Pero nosotros esta vez no estamos ahí, sino en un restaurante próximo. Por cierto que ninguno de los restaurantes de la plaza sirve patatas fritas, al menos que yo sepa. Está admitido por todos ellos que quien quiera patatas fritas puede adquirirlas en Maison Antoine y comérselas en su restaurante, donde habrá pedido el resto de la comida o de la bebida. Es una curiosa actitud simbiótica. Por una parte, Maison Antoine es, en el fondo, un gran quiosco sin espacio para que sus clientes se sienten, así que le viene de perlas que los más pudientes de entre ellos puedan usar el espacio de los restaurantes de la plaza, mientras que los restaurantes de la plaza, por su parte, se benefician bastante del reclamo que supone estar situados en la inmediata vecindad del mejor puesto de patatas fritas del mundo. Para ellos, naturalmente, no hay ninguna duda de que lo es.

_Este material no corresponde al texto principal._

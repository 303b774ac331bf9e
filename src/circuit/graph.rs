//! Circuit graph structure.

use std::collections::{BTreeMap, BTreeSet, HashMap};
use std::sync::Arc;

use super::flow::{Flow, FlowTable};
use super::node::{Node, NodeKind, SplitParam};
use super::topology::Topology;
use super::types::{FlowId, NodeId};
use super::validate::validate_circuit;
use crate::dsl::{CircuitAst, NodeDef};
use crate::error::{Result, SplitFactorError};

/// A node description with resolved kind, before flows are allocated.
#[derive(Debug, Clone, PartialEq)]
pub struct NodeDecl {
    pub name: String,
    pub kind: NodeKind,
    pub inputs: Vec<FlowId>,
    pub outputs: Vec<FlowId>,
}

impl NodeDecl {
    /// Resolve a parsed node definition.
    pub fn from_def(def: &NodeDef) -> Result<Self> {
        let mut kind = NodeKind::from_keyword(&def.kind).ok_or_else(|| SplitFactorError::UnknownNodeKind {
            node: def.name.clone(),
            kind: def.kind.clone(),
        })?;

        let mut keys: Vec<&String> = def.params.keys().collect();
        keys.sort();
        for key in keys {
            let param = SplitParam::from_name(key).ok_or_else(|| {
                SplitFactorError::invalid_node(&def.name, format!("unknown parameter '{}' (line {})", key, def.line))
            })?;
            let value = def.params[key];
            match &mut kind {
                NodeKind::Splitter {
                    split_mass,
                    split_fine,
                } => match param {
                    SplitParam::Mass => *split_mass = value,
                    SplitParam::Fine => *split_fine = value,
                },
                NodeKind::Mixer => {
                    return Err(SplitFactorError::invalid_node(
                        &def.name,
                        format!("mixer takes no parameters (line {})", def.line),
                    ));
                }
            }
        }

        Ok(Self {
            name: def.name.clone(),
            kind,
            inputs: def.inputs.iter().map(|&i| FlowId(i)).collect(),
            outputs: def.outputs.iter().map(|&i| FlowId(i)).collect(),
        })
    }
}

/// Immutable part of a circuit, shared between clones.
#[derive(Debug)]
struct Layout {
    node_map: HashMap<String, NodeId>,
    discharge: BTreeSet<FlowId>,
    topology: Topology,
}

/// A complete circuit ready for simulation.
///
/// Nodes and flows live in flat arenas indexed by [`NodeId`] and
/// [`super::FlowSlot`]. Cloning copies those arenas and shares the immutable
/// layout, so a clone can be mutated without affecting the original.
#[derive(Debug, Clone)]
pub struct Circuit {
    nodes: Vec<Node>,
    flows: FlowTable,
    layout: Arc<Layout>,
}

impl Circuit {
    /// Build a circuit from a parsed AST.
    pub fn from_ast(ast: &CircuitAst) -> Result<Self> {
        let decls = ast.nodes.iter().map(NodeDecl::from_def).collect::<Result<Vec<_>>>()?;
        let discharge = ast.discharge.iter().map(|&i| FlowId(i));
        Self::new(decls, discharge, &ast.flow_names)
    }

    /// Start building a circuit programmatically.
    pub fn builder() -> CircuitBuilder {
        CircuitBuilder::default()
    }

    /// Build and validate a circuit from resolved node declarations.
    pub fn new(
        decls: Vec<NodeDecl>,
        discharge: impl IntoIterator<Item = FlowId>,
        flow_names: &BTreeMap<u32, String>,
    ) -> Result<Self> {
        let mut node_map = HashMap::new();
        for (idx, decl) in decls.iter().enumerate() {
            if node_map.insert(decl.name.clone(), NodeId(idx)).is_some() {
                return Err(SplitFactorError::DuplicateNode {
                    name: decl.name.clone(),
                });
            }
        }

        let flows = FlowTable::from_flows(default_flow_names(&decls, flow_names));

        let mut nodes = Vec::with_capacity(decls.len());
        for decl in decls {
            // every id in a decl was allocated above
            let slots = |ids: &[FlowId]| ids.iter().filter_map(|&id| flows.slot(id)).collect::<Vec<_>>();
            let inputs = slots(&decl.inputs);
            let outputs = slots(&decl.outputs);
            nodes.push(Node::new(decl.name, decl.kind, inputs, outputs)?);
        }

        let discharge: BTreeSet<FlowId> = discharge.into_iter().collect();
        let topology = Topology::resolve(&nodes, &flows, &discharge)?;

        let circuit = Circuit {
            nodes,
            flows,
            layout: Arc::new(Layout {
                node_map,
                discharge,
                topology,
            }),
        };
        validate_circuit(&circuit)?;
        Ok(circuit)
    }

    /// All nodes, in declaration order.
    pub fn nodes(&self) -> &[Node] {
        &self.nodes
    }

    /// Get a node by id.
    pub fn node(&self, id: NodeId) -> &Node {
        &self.nodes[id.0]
    }

    /// Find a node ID by name.
    pub fn find_node(&self, name: &str) -> Option<NodeId> {
        self.layout.node_map.get(name).copied()
    }

    /// The flow arena.
    pub fn flows(&self) -> &FlowTable {
        &self.flows
    }

    /// Mutable access to flow values. The flow set itself is fixed.
    pub fn flows_mut(&mut self) -> &mut FlowTable {
        &mut self.flows
    }

    /// Nodes and mutable flows together, for a recompute pass.
    pub fn split_mut(&mut self) -> (&[Node], &mut FlowTable) {
        (&self.nodes, &mut self.flows)
    }

    /// Get a flow by id.
    pub fn flow(&self, id: FlowId) -> Option<&Flow> {
        self.flows.by_id(id)
    }

    /// Flow classification.
    pub fn topology(&self) -> &Topology {
        &self.layout.topology
    }

    /// Declared discharge flows.
    pub fn discharge(&self) -> &BTreeSet<FlowId> {
        &self.layout.discharge
    }

    /// Assign one split parameter. Returns `false` if the node is a mixer.
    pub fn set_param(&mut self, id: NodeId, param: SplitParam, value: f64) -> bool {
        self.nodes[id.0].set_param(param, value)
    }

    /// Override both split factors of a splitter by name.
    pub fn set_split(&mut self, name: &str, split_mass: f64, split_fine: f64) -> Result<()> {
        let id = self.find_node(name).ok_or_else(|| SplitFactorError::NodeNotFound {
            node: name.to_string(),
        })?;
        let node = &mut self.nodes[id.0];
        if !node.is_splitter() {
            return Err(SplitFactorError::NotASplitter {
                node: name.to_string(),
            });
        }
        node.set_param(SplitParam::Mass, split_mass);
        node.set_param(SplitParam::Fine, split_fine);
        Ok(())
    }
}

/// Allocate one flow per referenced id, named after the node that produces
/// it (or, for feeds, the first node that consumes it) unless named explicitly.
fn default_flow_names(decls: &[NodeDecl], explicit: &BTreeMap<u32, String>) -> Vec<Flow> {
    let mut names: BTreeMap<FlowId, String> = BTreeMap::new();
    for decl in decls {
        for &id in &decl.inputs {
            names.entry(id).or_insert_with(|| format!("Alim {}", decl.name));
        }
    }
    for decl in decls {
        for (port, &id) in decl.outputs.iter().enumerate() {
            let name = match (decl.kind, port) {
                (NodeKind::Splitter { .. }, 0) => format!("Conc {}", decl.name),
                (NodeKind::Splitter { .. }, _) => format!("Rel {}", decl.name),
                (NodeKind::Mixer, _) => format!("Mix {}", decl.name),
            };
            names.insert(id, name);
        }
    }
    for (&id, name) in explicit {
        if let Some(entry) = names.get_mut(&FlowId(id)) {
            *entry = name.clone();
        }
    }
    names.into_iter().map(|(id, name)| Flow::new(id, name)).collect()
}

/// Programmatic circuit construction.
///
/// ```
/// use splitfactor::circuit::{Circuit, FlowId};
///
/// let circuit = Circuit::builder()
///     .splitter("Jameson 1", 1, [2, 3], 0.10, 0.75)
///     .discharge(3)
///     .build()
///     .unwrap();
/// assert_eq!(circuit.topology().products, vec![FlowId(2)]);
/// ```
#[derive(Debug, Clone, Default)]
pub struct CircuitBuilder {
    decls: Vec<NodeDecl>,
    discharge: Vec<FlowId>,
    flow_names: BTreeMap<u32, String>,
}

impl CircuitBuilder {
    /// Add a splitter: `outputs` is `[concentrate, reject]`.
    pub fn splitter(mut self, name: &str, input: u32, outputs: [u32; 2], split_mass: f64, split_fine: f64) -> Self {
        self.decls.push(NodeDecl {
            name: name.to_string(),
            kind: NodeKind::Splitter {
                split_mass,
                split_fine,
            },
            inputs: vec![FlowId(input)],
            outputs: outputs.iter().map(|&i| FlowId(i)).collect(),
        });
        self
    }

    /// Add a mixer.
    pub fn mixer(mut self, name: &str, inputs: &[u32], output: u32) -> Self {
        self.decls.push(NodeDecl {
            name: name.to_string(),
            kind: NodeKind::Mixer,
            inputs: inputs.iter().map(|&i| FlowId(i)).collect(),
            outputs: vec![FlowId(output)],
        });
        self
    }

    /// Declare a final tailings flow.
    pub fn discharge(mut self, flow: u32) -> Self {
        self.discharge.push(FlowId(flow));
        self
    }

    /// Give a flow an explicit display name.
    pub fn flow_name(mut self, flow: u32, name: &str) -> Self {
        self.flow_names.insert(flow, name.to_string());
        self
    }

    /// Build and validate the circuit.
    pub fn build(self) -> Result<Circuit> {
        Circuit::new(self.decls, self.discharge, &self.flow_names)
    }
}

En el restaurante donde estamos sentados, tenemos a nuestro lado a unos jóvenes alemanes con aspecto de turistas de nivel alto, hablando de cotilleos y ajenos al hecho de que entiendo el alemán perfectamente; detrás de nosotros, hay dos españoles que sólo puede ser gente ya local, probablemente funcionarios europeos, que llevan muchísimo tiempo viviendo en la ciudad, porque a santo de qué ibas a poner a un español a cenar a las siete. Bueno, ¡si yo mismo estaba cenando a las siete! Un poco más allá, hay un grupo de italianos, cosa normal, ya que el restaurante es ital... estooo, sardo, el restaurante es sardo. Y hay también, de verdad, una mesa ocupada por comensales que hablan entre sí en francés y que probablemente sean belgas autóctonos.

Si uno pone la oreja en las conversaciones que se producen en la plaza Jourdan, y posiblemente en cualquier otro lugar semejante de Bruselas, se dará cuenta de que a nadie le va realmente bien. Hay quien está envidioso porque han ascendido a otro que lo merecía menos; hay quien ha sido ascendido, pero demasiado tarde para su gusto; Fulanito tiene problemas con su cónyuge; Menganito no tiene cónyuge, y ése es el problema, porque le está dando esa angustia que deben tener quienes han llegado a la cincuentena y cuya única compañía son los gatos, como pasa con las charos que apoyan a la Kamala ésa.

Ninguno de los presentes por allí pasa hambre física, todos tienen un techo que los cobijará esa noche y no tienen realmente límites presupuestarios para comprar ropa, pero todos tenemos problemas. Problemas de ricos.

Más vale que nos dure esta situación, porque la alternativa, aunque no nos lo creamos, es peor.